* **WHAT THE TASK REQUIRES**:
Among the entries below, find every line that has "stdin" and pull it out.

Saved entries:
= = = = = = =
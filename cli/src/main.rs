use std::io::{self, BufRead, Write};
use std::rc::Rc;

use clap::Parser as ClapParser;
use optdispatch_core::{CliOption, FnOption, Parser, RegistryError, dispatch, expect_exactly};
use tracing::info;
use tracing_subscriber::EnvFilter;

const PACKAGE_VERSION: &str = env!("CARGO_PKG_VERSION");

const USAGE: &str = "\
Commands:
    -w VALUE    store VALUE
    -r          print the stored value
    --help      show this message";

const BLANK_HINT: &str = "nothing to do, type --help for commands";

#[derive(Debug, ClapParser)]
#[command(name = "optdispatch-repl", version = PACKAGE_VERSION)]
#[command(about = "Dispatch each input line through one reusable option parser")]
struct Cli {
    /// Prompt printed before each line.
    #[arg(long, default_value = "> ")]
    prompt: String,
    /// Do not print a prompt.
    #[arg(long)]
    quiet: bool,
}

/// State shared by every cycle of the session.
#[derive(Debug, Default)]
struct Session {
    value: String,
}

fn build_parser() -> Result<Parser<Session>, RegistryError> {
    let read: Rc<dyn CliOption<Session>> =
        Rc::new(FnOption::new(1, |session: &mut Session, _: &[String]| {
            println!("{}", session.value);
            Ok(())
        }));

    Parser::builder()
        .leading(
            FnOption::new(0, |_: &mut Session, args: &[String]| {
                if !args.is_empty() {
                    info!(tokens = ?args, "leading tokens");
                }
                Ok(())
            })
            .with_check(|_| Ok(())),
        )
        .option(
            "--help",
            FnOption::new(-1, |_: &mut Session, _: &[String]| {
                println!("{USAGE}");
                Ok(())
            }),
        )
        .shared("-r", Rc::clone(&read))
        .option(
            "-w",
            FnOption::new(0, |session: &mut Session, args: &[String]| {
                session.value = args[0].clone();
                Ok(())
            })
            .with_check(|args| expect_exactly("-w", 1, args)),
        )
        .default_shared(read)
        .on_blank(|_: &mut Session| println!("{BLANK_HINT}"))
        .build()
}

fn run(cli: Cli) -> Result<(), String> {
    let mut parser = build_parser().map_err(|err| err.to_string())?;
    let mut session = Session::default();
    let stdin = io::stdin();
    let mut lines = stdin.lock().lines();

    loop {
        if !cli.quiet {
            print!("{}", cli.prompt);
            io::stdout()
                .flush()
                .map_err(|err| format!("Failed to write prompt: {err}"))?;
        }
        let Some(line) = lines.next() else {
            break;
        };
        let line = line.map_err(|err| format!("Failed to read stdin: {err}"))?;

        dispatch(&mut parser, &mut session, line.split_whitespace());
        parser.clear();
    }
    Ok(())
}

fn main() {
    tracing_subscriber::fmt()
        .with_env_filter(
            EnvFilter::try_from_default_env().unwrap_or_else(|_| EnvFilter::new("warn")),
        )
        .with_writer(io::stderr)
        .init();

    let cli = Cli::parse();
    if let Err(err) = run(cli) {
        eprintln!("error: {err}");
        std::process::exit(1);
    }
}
= = = = = = =
* **ANSWER TO THE EXERCISE**:
    let stdin = io::stdin();
    let mut lines = stdin.lock().lines();
        let line = line.map_err(|err| format!("Failed to read stdin: {err}"))?;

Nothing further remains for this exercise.